Turners 69 High Street, Harborne, Birmingham, B17 9NS Tel: 0121 426 4440
How could something so right go so wrong...?
So sung soul brother and Big Brother contestant Jermaine Jackson in the 80s’ schmultz-fest hit Do What You Do. For those unfamiliar with this four minutes and 15 seconds of wrist-slitting self-pity (an essential track on late-night radio shows like The Quiet Storm), it’s all about jilted love. The thrill has gone. Passion has left the building.
Sitting in Turners restaurant in Harborne High Street, I couldn’t get the song out of head. The trigger for it? Peanut soup. Yes, a soup of peanuts.
(Another well-known phrase not dissimilar to, but punchier than, “goodness gracious me” was dancing unspoken on my lips.)
The soupe des cacahuètes, swizzled with sage oil, was served as an amuse bouche. It followed a spruce sorbet. If the sorbet was out there, the potage was another couple of galaxies to the left. What was going on?
For the little that it’s worth I happen to think Richard Turner is one of the most naturally gifted chefs to have come out of the Birmingham culinary scene.
He picked up a Michelin star within a few minutes of opening his first self-run restaurant in south Birmingham and rightly so.
He cooks peerless French-inspired cuisine and some of the dishes I have eaten under his roof are among the best I have tasted in this city, the West Midlands and way further afield. So the boy’s good, borderline stupendous, the Lionel Messi of caramelised sweetbreads.
The thing is, there comes a time in a chef’s career when he or she feels the need to “freshen things up,” to push the boundaries on the à la carte. It’s part of cheffing DNA; they can’t help themselves.
This, I suspect, explains the spruce and peanut. The taster courses were preceded by some very good nibbles – cheese choux bun-ettes and enamel-shattering pigs’ skin.
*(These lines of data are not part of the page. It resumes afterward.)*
//! Memory variables of standard-linear-solid attenuation.
//!
//! Each relaxation mechanism `l` carries a memory stress `Rₗ` per order,
//! point and strain component, advanced once per step with
//! `Rₗ ← αₗ Rₗ + cₗ (β1ₗ εⁿ⁺¹ + β0ₗ εⁿ)` on the deviatoric strain and
//! subtracted from the elastic stress.

use num_complex::Complex64;
use ringsem_core::NPOINTS_ELEM;

use crate::material::deviator;

const N: usize = NPOINTS_ELEM;
const WIDTH: usize = 6 * N;

/// Per-step recursion coefficients of one mechanism.
#[derive(Clone, Copy, Debug, PartialEq)]
pub struct SlsCoefficients {
    /// `exp(-dt / τ)`.
    pub alpha: f64,
    /// Weight of the previous strain.
    pub beta0: f64,
    /// Weight of the current strain.
    pub beta1: f64,
}

/// Attenuation state of one solid element.
#[derive(Clone, Debug, PartialEq)]
pub struct AttenuationMemory {
    sls: Vec<SlsCoefficients>,
    /// `2 yₗ μ_R W` at `[l * NPOINTS_ELEM + p]`.
    weights: Vec<f64>,
    orders: usize,
    /// Memory stress at `[(l * orders + m) * 6N + c * N + p]`.
    memory: Vec<Complex64>,
    /// Deviatoric strain of the previous step at `[m * 6N + c * N + p]`.
    previous: Vec<Complex64>,
}

impl AttenuationMemory {
    /// Zeroed memory for `orders` azimuthal orders.
    ///
    /// `weights` must hold one value per mechanism and point.
    pub fn new(sls: Vec<SlsCoefficients>, weights: Vec<f64>, orders: usize) -> Self {
        debug_assert_eq!(weights.len(), sls.len() * N);
        let zero = Complex64::new(0.0, 0.0);
        Self {
            memory: vec![zero; sls.len() * orders * WIDTH],
            previous: vec![zero; orders * WIDTH],
            sls,
            weights,
            orders,
        }
    }

    /// Number of mechanisms.
    pub fn n_sls(&self) -> usize {
        self.sls.len()
    }

    /// Advance the memory of order `m` with the current strain and
    /// subtract it from the weighted stress. Both slices hold `6N`
    /// values in component-major order.
    pub fn apply(&mut self, m: usize, strain: &[Complex64], stress: &mut [Complex64]) {
        let prev = &mut self.previous[m * WIDTH..(m + 1) * WIDTH];
        for p in 0..N {
            let e = deviator(std::array::from_fn(|c| strain[c * N + p]));
            for (l, coef) in self.sls.iter().enumerate() {
                let w = self.weights[l * N + p];
                let base = (l * self.orders + m) * WIDTH;
                for (c, &ec) in e.iter().enumerate() {
                    let i = c * N + p;
                    let r = &mut self.memory[base + i];
                    *r = *r * coef.alpha + (ec * coef.beta1 + prev[i] * coef.beta0) * w;
                    stress[i] -= *r;
                }
            }
            for (c, &ec) in e.iter().enumerate() {
                prev[c * N + p] = ec;
            }
        }
    }

    /// Heap memory held in bytes.
    pub fn memory_bytes(&self) -> usize {
        (self.memory.len() + self.previous.len()) * std::mem::size_of::<Complex64>()
            + self.weights.len() * 8
    }
}
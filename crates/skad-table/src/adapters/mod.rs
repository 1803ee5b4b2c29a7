//! Adapters Layer - Concrete implementations of the ports

/// Config providers (static and TOML file)
pub mod config;

pub use config::StaticConfigProvider;

#[cfg(feature = "toml-config")]
pub use config::{ConfigError, TomlConfigProvider};
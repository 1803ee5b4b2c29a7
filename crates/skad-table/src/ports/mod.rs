//! Ports Layer - Trait definitions for external collaborators

pub mod outbound;

pub use outbound::*;
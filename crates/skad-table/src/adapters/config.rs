use crate::domain::TableConfig;
use crate::ports::ConfigProvider;

// ============================================================================
// StaticConfigProvider - Config set in code
// ============================================================================

/// Static configuration provider with values set in code.
///
/// Useful for tests and embedding. To read a file, use `TomlConfigProvider`.
#[derive(Debug, Clone, Default)]
pub struct StaticConfigProvider {
    config: TableConfig,
}

impl StaticConfigProvider {
    /// Create with the default table config.
    #[must_use]
    pub fn new() -> Self {
        Self::default()
    }

    /// Use the given table config.
    #[must_use]
    pub fn with_config(mut self, config: TableConfig) -> Self {
        self.config = config;
        self
    }
}

impl ConfigProvider for StaticConfigProvider {
    fn table_config(&self) -> TableConfig {
        self.config
    }
}

// ============================================================================
// TomlConfigProvider - Config file loading (requires "toml-config" feature)
// ============================================================================

#[cfg(feature = "toml-config")]
mod toml_config {
    use super::*;
    use crate::domain::{DEFAULT_BUCKET_SIZE, DEFAULT_DIGEST_LEN};
    use serde::Deserialize;
    use std::fs;
    use std::path::Path;
    use thiserror::Error;
    use tracing::debug;

    /// Configuration file structure.
    #[derive(Debug, Deserialize)]
    struct ConfigFile {
        #[serde(default)]
        table: TableConfigFile,
    }

    #[derive(Debug, Deserialize, Default)]
    struct TableConfigFile {
        digest_len: Option<usize>,
        bucket_size: Option<usize>,
    }

    /// TOML-based configuration provider.
    ///
    /// # Config File Format
    ///
    /// ```toml
    /// [table]
    /// digest_len = 32
    /// bucket_size = 16
    /// ```
    ///
    /// Missing keys (or a missing `[table]` section) fall back to the defaults.
    #[derive(Debug, Clone)]
    pub struct TomlConfigProvider {
        config: TableConfig,
    }

    impl TomlConfigProvider {
        /// Load configuration from a TOML file.
        ///
        /// # Errors
        ///
        /// Returns error if the file cannot be read, parsed or validated.
        pub fn load<P: AsRef<Path>>(path: P) -> Result<Self, ConfigError> {
            let path = path.as_ref();
            let content = fs::read_to_string(path).map_err(|e| ConfigError::Io {
                path: path.display().to_string(),
                error: e.to_string(),
            })?;

            debug!("[skad] Loading table config from {}", path.display());
            Self::parse(&content)
        }

        /// Parse configuration from a TOML string.
        pub fn parse(content: &str) -> Result<Self, ConfigError> {
            let file: ConfigFile =
                toml::from_str(content).map_err(|e| ConfigError::Parse(e.to_string()))?;

            let tc = file.table;
            let config = TableConfig {
                digest_len: tc.digest_len.unwrap_or(DEFAULT_DIGEST_LEN),
                bucket_size: tc.bucket_size.unwrap_or(DEFAULT_BUCKET_SIZE),
            };
            config
                .validate()
                .map_err(|e| ConfigError::Invalid(e.to_string()))?;

            Ok(Self { config })
        }
    }

    impl ConfigProvider for TomlConfigProvider {
        fn table_config(&self) -> TableConfig {
            self.config
        }
    }

    /// Errors that can occur during config loading.
    #[derive(Debug, Clone, PartialEq, Eq, Error)]
    pub enum ConfigError {
        /// File I/O error.
        #[error("Failed to read {path}: {error}")]
        Io {
            /// Path of the file that failed to load.
            path: String,
            /// Error message from the I/O operation.
            error: String,
        },
        /// TOML parsing error.
        #[error("Failed to parse config: {0}")]
        Parse(String),
        /// Parsed values do not describe a usable table.
        #[error("Invalid config: {0}")]
        Invalid(String),
    }
}

#[cfg(feature = "toml-config")]
pub use toml_config::{ConfigError, TomlConfigProvider};
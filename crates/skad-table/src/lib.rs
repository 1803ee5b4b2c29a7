//! # S/Kademlia Routing Table
//!
//! The routing table of a Kademlia-style peer directory: it tracks known
//! peer identities, partitions them by XOR distance from the local node and
//! answers "which peers are closest to X" for lookup routing.
//!
//! ## Core
//!
//! The table only needs locking (`parking_lot`), logging (`tracing`) and
//! error types (`thiserror`). Config file loading and test helpers are
//! feature-gated:
//!
//! - `toml-config` (default) - `TomlConfigProvider`
//! - `test-utils` - identity generators targeting a chosen bucket
//!
//! ## Architecture
//!
//! - **Domain Layer:** XOR metric, k-buckets, routing table
//! - **Ports Layer:** Trait definitions for external collaborators
//! - **Adapters Layer:** Concrete config providers
//!
//! ## Concurrency
//!
//! Every bucket carries its own reader/writer lock and there is no
//! table-wide lock. Share the table as `Arc<RoutingTable<I>>`.
//! `find_closest` reads buckets one after another, so it observes each
//! bucket consistently but not the table as a whole.
//!
//! ## Example
//!
//! ```rust
//! use std::sync::Arc;
//! use skad_table::{Identity, PeerId, RoutingTable, TableConfig, TableError, UpdateOutcome};
//!
//! let local = Arc::new(PeerId::from_checksum(vec![0u8; 32]));
//! // Four peers per bucket
//! let table = RoutingTable::new(local, TableConfig::for_testing()).unwrap();
//!
//! let peer = Arc::new(PeerId::new("10.0.0.7:3000", Vec::new(), vec![0xFFu8; 32]));
//! assert_eq!(table.update(Some(peer.clone())), Ok(UpdateOutcome::Inserted));
//! assert_eq!(table.update(Some(peer.clone())), Ok(UpdateOutcome::Refreshed));
//!
//! // Every checksum with the top bit set shares bucket 0 with `peer`
//! for last in 1..=3u8 {
//!     let mut checksum = vec![0x80u8; 32];
//!     checksum[31] = last;
//!     table.update(Some(Arc::new(PeerId::from_checksum(checksum)))).unwrap();
//! }
//! let newcomer = Arc::new(PeerId::from_checksum(vec![0x80u8; 32]));
//! assert_eq!(
//!     table.update(Some(newcomer.clone())),
//!     Err(TableError::BucketFull { bucket: 0 })
//! );
//!
//! // The caller probes the least recently seen peer; if it is gone, evict and retry
//! let stale = table.least_recent_for(newcomer.checksum()).unwrap();
//! assert_eq!(stale, peer);
//! assert!(table.delete(&stale));
//! assert_eq!(table.update(Some(newcomer.clone())), Ok(UpdateOutcome::Inserted));
//!
//! let closest = table.find_closest(Some(newcomer.as_ref()), 1);
//! assert_eq!(closest[0].checksum()[31], 1);
//! ```

#![warn(missing_docs)]
#![warn(clippy::all)]

// =============================================================================
// CORE MODULES
// =============================================================================

pub mod adapters;
pub mod domain;
pub mod ports;

/// Test utilities (identity generators)
/// Requires feature: `test-utils`
#[cfg(any(test, feature = "test-utils"))]
pub mod test_utils;

// =============================================================================
// RE-EXPORTS
// =============================================================================

// Domain entities and values
pub use domain::{
    checksums_equal, Bucket, Identity, PeerId, RoutingTable, RoutingTableStats, TableConfig,
    TableError, UpdateOutcome, DEFAULT_BUCKET_SIZE, DEFAULT_DIGEST_LEN,
};

// Domain services
pub use domain::{bucket_index, cmp_distance, prefix_len, sort_by_distance, xor};

// Port traits
pub use ports::ConfigProvider;

// Adapters
pub use adapters::StaticConfigProvider;

#[cfg(feature = "toml-config")]
pub use adapters::{ConfigError, TomlConfigProvider};
//! Domain Layer - Pure routing logic with no I/O
//!
//! This module contains:
//! - Identities and checksum equality
//! - The XOR metric and prefix-length bucket selection
//! - The k-bucket routing table and its update/lookup policy

pub mod entities;
pub mod errors;
pub mod routing_table;
pub mod services;
pub mod value_objects;

pub use entities::*;
pub use errors::*;
pub use routing_table::*;
pub use services::*;
pub use value_objects::*;
//! Shared fixtures: identities derived from public keys, tracing setup.

use std::sync::{Arc, Once};

use rand::Rng;
use sha2::{Digest, Sha256};
use skad_table::PeerId;
use tracing_subscriber::EnvFilter;

/// SHA-256 digest length
pub const CHECKSUM_LEN: usize = 32;

static TRACING: Once = Once::new();

/// Install a test subscriber once; honours `RUST_LOG` (default `warn`).
pub fn init_tracing() {
    TRACING.call_once(|| {
        let filter = EnvFilter::try_from_default_env().unwrap_or_else(|_| EnvFilter::new("warn"));
        let _ = tracing_subscriber::fmt()
            .with_env_filter(filter)
            .with_test_writer()
            .try_init();
    });
}

/// Identity whose checksum is SHA-256 of a fresh random 32-byte public key.
pub fn random_identity(port: u16) -> Arc<PeerId> {
    let public_key: [u8; 32] = rand::thread_rng().gen();
    identity_from_key(&public_key, port)
}

/// Identity derived from a given public key.
pub fn identity_from_key(public_key: &[u8], port: u16) -> Arc<PeerId> {
    let checksum = Sha256::digest(public_key);
    Arc::new(PeerId::new(
        format!("127.0.0.1:{}", port),
        public_key.to_vec(),
        checksum.to_vec(),
    ))
}

/// `count` distinct random identities.
pub fn random_identities(count: usize) -> Vec<Arc<PeerId>> {
    (0..count)
        .map(|i| random_identity(20_000 + (i % 40_000) as u16))
        .collect()
}

#[cfg(test)]
mod tests {
    use super::*;
    use skad_table::Identity;

    #[test]
    fn test_identity_checksum_is_sha256_of_key() {
        let a = identity_from_key(b"key-a", 1);
        let b = identity_from_key(b"key-a", 2);
        let c = identity_from_key(b"key-c", 1);

        assert_eq!(a.checksum().len(), CHECKSUM_LEN);
        assert_eq!(a, b);
        assert_ne!(a, c);
    }
}
//! # S/Kademlia Test Suite
//!
//! Unified test crate containing:
//!
//! ## Structure
//!
//! ```text
//! tests/src/
//! ├── fixtures.rs       # Identity fixtures, tracing setup
//! ├── benchmarks/       # Criterion benchmarks for the routing table
//! └── integration/      # Multi-threaded and multi-table scenarios
//! ```
//!
//! ## Running Tests
//!
//! ```bash
//! # All tests
//! cargo test -p skad-tests
//!
//! # By category
//! cargo test -p skad-tests integration::
//!
//! # Benchmarks
//! cargo bench -p skad-tests
//! ```

#![allow(dead_code)]

pub mod fixtures;
pub mod integration;
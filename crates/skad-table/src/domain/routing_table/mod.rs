//! Routing Table Implementation
//!
//! XOR-metric k-buckets with one reader/writer lock per bucket.

// Semantic submodules
mod bucket;
mod stats;
mod table;

// Re-export public API
pub use bucket::Bucket;
pub use stats::RoutingTableStats;
pub use table::RoutingTable;
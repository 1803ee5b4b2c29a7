//! Core Domain Entities for the Routing Table
//!
//! The table never creates or mutates identities. It stores `Arc` handles
//! supplied by the caller and compares them by checksum.

use std::fmt;
use std::hash::{Hash, Hasher};

/// A peer identity as seen by the routing table.
///
/// The only attribute the table relies on is the checksum: a fixed-length
/// digest that acts as the identity's primary key. Two identities with the
/// same checksum are the same peer as far as the table is concerned.
///
/// Implementors must return a checksum whose length matches the table's
/// configured `digest_len` and that never changes for the lifetime of the
/// value.
pub trait Identity: Send + Sync {
    /// The identity's digest.
    fn checksum(&self) -> &[u8];

    /// Checksum equality, usable across any two identities.
    #[inline]
    fn same_checksum(&self, checksum: &[u8]) -> bool {
        checksums_equal(self.checksum(), checksum)
    }
}

/// Constant-time checksum comparison.
///
/// Accumulates the XOR of every byte pair so the comparison time does not
/// depend on where two checksums first differ.
#[inline]
pub fn checksums_equal(a: &[u8], b: &[u8]) -> bool {
    if a.len() != b.len() {
        return false;
    }
    let mut diff = 0u8;
    for (x, y) in a.iter().zip(b.iter()) {
        diff |= x ^ y;
    }
    diff == 0
}

/// Concrete peer identity shipped with the crate.
///
/// Carries the peer's dialable address and public key alongside the
/// checksum, but only the checksum takes part in equality and hashing.
#[derive(Clone)]
pub struct PeerId {
    /// Network address the peer can be reached at (opaque to the table).
    pub address: String,
    /// Raw public key bytes the checksum was derived from.
    pub public_key: Vec<u8>,
    checksum: Box<[u8]>,
}

impl PeerId {
    /// Create a peer identity from an address, public key and precomputed checksum.
    pub fn new(
        address: impl Into<String>,
        public_key: Vec<u8>,
        checksum: impl Into<Box<[u8]>>,
    ) -> Self {
        Self {
            address: address.into(),
            public_key,
            checksum: checksum.into(),
        }
    }

    /// Create an identity that only carries a checksum.
    pub fn from_checksum(checksum: impl Into<Box<[u8]>>) -> Self {
        Self::new(String::new(), Vec::new(), checksum)
    }

    /// Hex rendering of the checksum.
    pub fn checksum_hex(&self) -> String {
        hex::encode(&self.checksum)
    }
}

impl Identity for PeerId {
    #[inline]
    fn checksum(&self) -> &[u8] {
        &self.checksum
    }
}

impl PartialEq for PeerId {
    #[inline]
    fn eq(&self, other: &Self) -> bool {
        checksums_equal(&self.checksum, &other.checksum)
    }
}

impl Eq for PeerId {}

impl Hash for PeerId {
    fn hash<H: Hasher>(&self, state: &mut H) {
        self.checksum.hash(state);
    }
}

impl fmt::Debug for PeerId {
    fn fmt(&self, f: &mut fmt::Formatter<'_>) -> fmt::Result {
        f.debug_struct("PeerId")
            .field("address", &self.address)
            .field("checksum", &self.checksum_hex())
            .finish()
    }
}

impl fmt::Display for PeerId {
    fn fmt(&self, f: &mut fmt::Formatter<'_>) -> fmt::Result {
        let hex = self.checksum_hex();
        let short = &hex[..hex.len().min(16)];
        if self.address.is_empty() {
            write!(f, "{}", short)
        } else {
            write!(f, "{}@{}", short, self.address)
        }
    }
}
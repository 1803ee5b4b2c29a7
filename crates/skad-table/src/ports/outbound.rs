//! Outbound Ports (Driven Ports)
//!
//! Dependencies the routing table's host supplies.

use crate::domain::TableConfig;

/// Source of routing table configuration.
///
/// Implementations: [`StaticConfigProvider`](crate::adapters::StaticConfigProvider)
/// for values set in code, and `TomlConfigProvider` (feature `toml-config`)
/// for a config file.
pub trait ConfigProvider: Send + Sync {
    /// Table parameters to construct a [`RoutingTable`](crate::RoutingTable) with.
    fn table_config(&self) -> TableConfig;
}
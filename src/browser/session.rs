use crate::{
    browser::config::{ConnectionOptions, LaunchOptions},
    error::{ExportError, Result},
};
use headless_chrome::{Browser, Tab};
use std::{ffi::OsStr, sync::Arc, time::Duration};

/// Browser session that manages a Chrome/Chromium instance
pub struct BrowserSession {
    /// The underlying headless_chrome Browser instance
    browser: Browser,
}

impl BrowserSession {
    /// Launch a new browser instance with the given options
    pub fn launch(options: LaunchOptions) -> Result<Self> {
        let mut launch_opts = headless_chrome::LaunchOptions::default();

        // Ignore default arguments to prevent detection by anti-bot services
        launch_opts.ignore_default_args.push(OsStr::new("--enable-automation"));
        launch_opts.args.push(OsStr::new("--disable-blink-features=AutomationControlled"));

        // A full traversal of a long deck can exceed the default 30s idle timeout
        launch_opts.idle_browser_timeout = Duration::from_secs(60 * 60);

        launch_opts.headless = options.headless;
        launch_opts.window_size = Some((options.window_width, options.window_height));

        if let Some(path) = options.chrome_path {
            launch_opts.path = Some(path);
        }

        if let Some(dir) = options.user_data_dir {
            launch_opts.user_data_dir = Some(dir);
        }

        launch_opts.sandbox = options.sandbox;

        let browser = Browser::new(launch_opts).map_err(|e| ExportError::LaunchFailed(e.to_string()))?;

        browser.new_tab().map_err(|e| ExportError::LaunchFailed(format!("Failed to create tab: {}", e)))?;

        Ok(Self { browser })
    }

    /// Connect to an existing browser instance via WebSocket
    pub fn connect(options: ConnectionOptions) -> Result<Self> {
        let browser = Browser::connect(options.ws_url).map_err(|e| ExportError::ConnectionFailed(e.to_string()))?;

        Ok(Self { browser })
    }

    /// Launch a browser with default options
    pub fn new() -> Result<Self> {
        Self::launch(LaunchOptions::default())
    }

    /// Get the active tab
    pub fn tab(&self) -> Result<Arc<Tab>> {
        self.get_active_tab()
    }

    /// Get all tabs
    pub fn get_tabs(&self) -> Result<Vec<Arc<Tab>>> {
        let tabs = self
            .browser
            .get_tabs()
            .lock()
            .map_err(|e| ExportError::TabOperationFailed(format!("Failed to get tabs: {}", e)))?
            .clone();

        Ok(tabs)
    }

    /// Get the currently active tab by checking the document visibility and focus state
    pub fn get_active_tab(&self) -> Result<Arc<Tab>> {
        let tabs = self.get_tabs()?;

        // First pass: check for both visibility and focus (strongest signal)
        for tab in &tabs {
            let result = tab.evaluate("document.visibilityState === 'visible' && document.hasFocus()", false);
            match result {
                Ok(remote_object) => {
                    if let Some(value) = remote_object.value {
                        if value.as_bool().unwrap_or(false) {
                            return Ok(tab.clone());
                        }
                    }
                }
                Err(e) => {
                    log::debug!("Failed to check tab status: {}", e);
                    continue;
                }
            }
        }

        // Second pass: check just for visibility (weaker signal, but better than nothing)
        for tab in &tabs {
            let result = tab.evaluate("document.visibilityState === 'visible'", false);
            match result {
                Ok(remote_object) => {
                    if let Some(value) = remote_object.value {
                        if value.as_bool().unwrap_or(false) {
                            return Ok(tab.clone());
                        }
                    }
                }
                Err(_) => continue,
            }
        }

        Err(ExportError::TabOperationFailed("No active tab found".to_string()))
    }

    /// Get the underlying Browser instance
    pub fn browser(&self) -> &Browser {
        &self.browser
    }

    /// Navigate the active tab to a URL
    pub fn navigate(&self, url: &str) -> Result<()> {
        self.tab()?
            .navigate_to(url)
            .map_err(|e| ExportError::NavigationFailed(format!("Failed to navigate to {}: {}", url, e)))?;

        Ok(())
    }

    /// Wait for navigation to complete
    pub fn wait_for_navigation(&self) -> Result<()> {
        self.tab()?
            .wait_until_navigated()
            .map_err(|e| ExportError::NavigationFailed(format!("Navigation timeout: {}", e)))?;

        Ok(())
    }

    /// Evaluate a JavaScript expression in the active tab and return its value
    pub fn evaluate(&self, expression: &str) -> Result<Option<serde_json::Value>> {
        let remote_object = self
            .tab()?
            .evaluate(expression, false)
            .map_err(|e| ExportError::ScriptFailed(e.to_string()))?;

        Ok(remote_object.value)
    }

    /// Current URL of the active tab
    pub fn url(&self) -> Result<String> {
        Ok(self.tab()?.get_url())
    }

    /// Title of the document in the active tab
    pub fn title(&self) -> Result<String> {
        self.tab()?
            .get_title()
            .map_err(|e| ExportError::TabOperationFailed(format!("Failed to read title: {}", e)))
    }

    /// Close the browser
    pub fn close(&self) -> Result<()> {
        // The Browser struct has no public close method in headless_chrome;
        // closing every tab effectively shuts the instance down.
        let tabs = self.get_tabs()?;
        for tab in tabs {
            let _ = tab.close(false); // Ignore errors on individual tab closes
        }
        Ok(())
    }
}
As we munched, we admired the restaurant’s new grey carpet that has replaced the ceramic floor and given the dining room a softer ambiance. The velvety high-backed chairs, on which the chef has been known to sit, reverse-legged, Christine Keeler-style, remain.
Two more tasters – a salmon ceviche and a beef tartare, again all good – turned up. Then the spruce on a spoon. I quite liked it but couldn’t entirely see the point of it.
It wasn’t at all like eating frozen Christmas tree juice, it was more appley and a bit medicinal. My unfestive co-diner demurred.
Then came the peanut potage. It tasted of peanuts with a hint of a meat stock and cream. (I’m bound to be wrong on this.)
As peanut soups go, it was first rate and is probably highly rated in the Congo. It could work in a south-east Asian place and was technically accomplished.
Did it scream “I am the very essence of Richard Turner?” No. Had someone kidnapped him? I shivered.
Another lyric from Jermaine’s ditty was going through my brain (“Did they steal you away like a thief in the night?”) when normal service was resumed with a delicate confit mackerel, tomato and zings of lemon. We were safe. Turner had returned from Planet Peanut. My shoulders relaxed to the horizontal.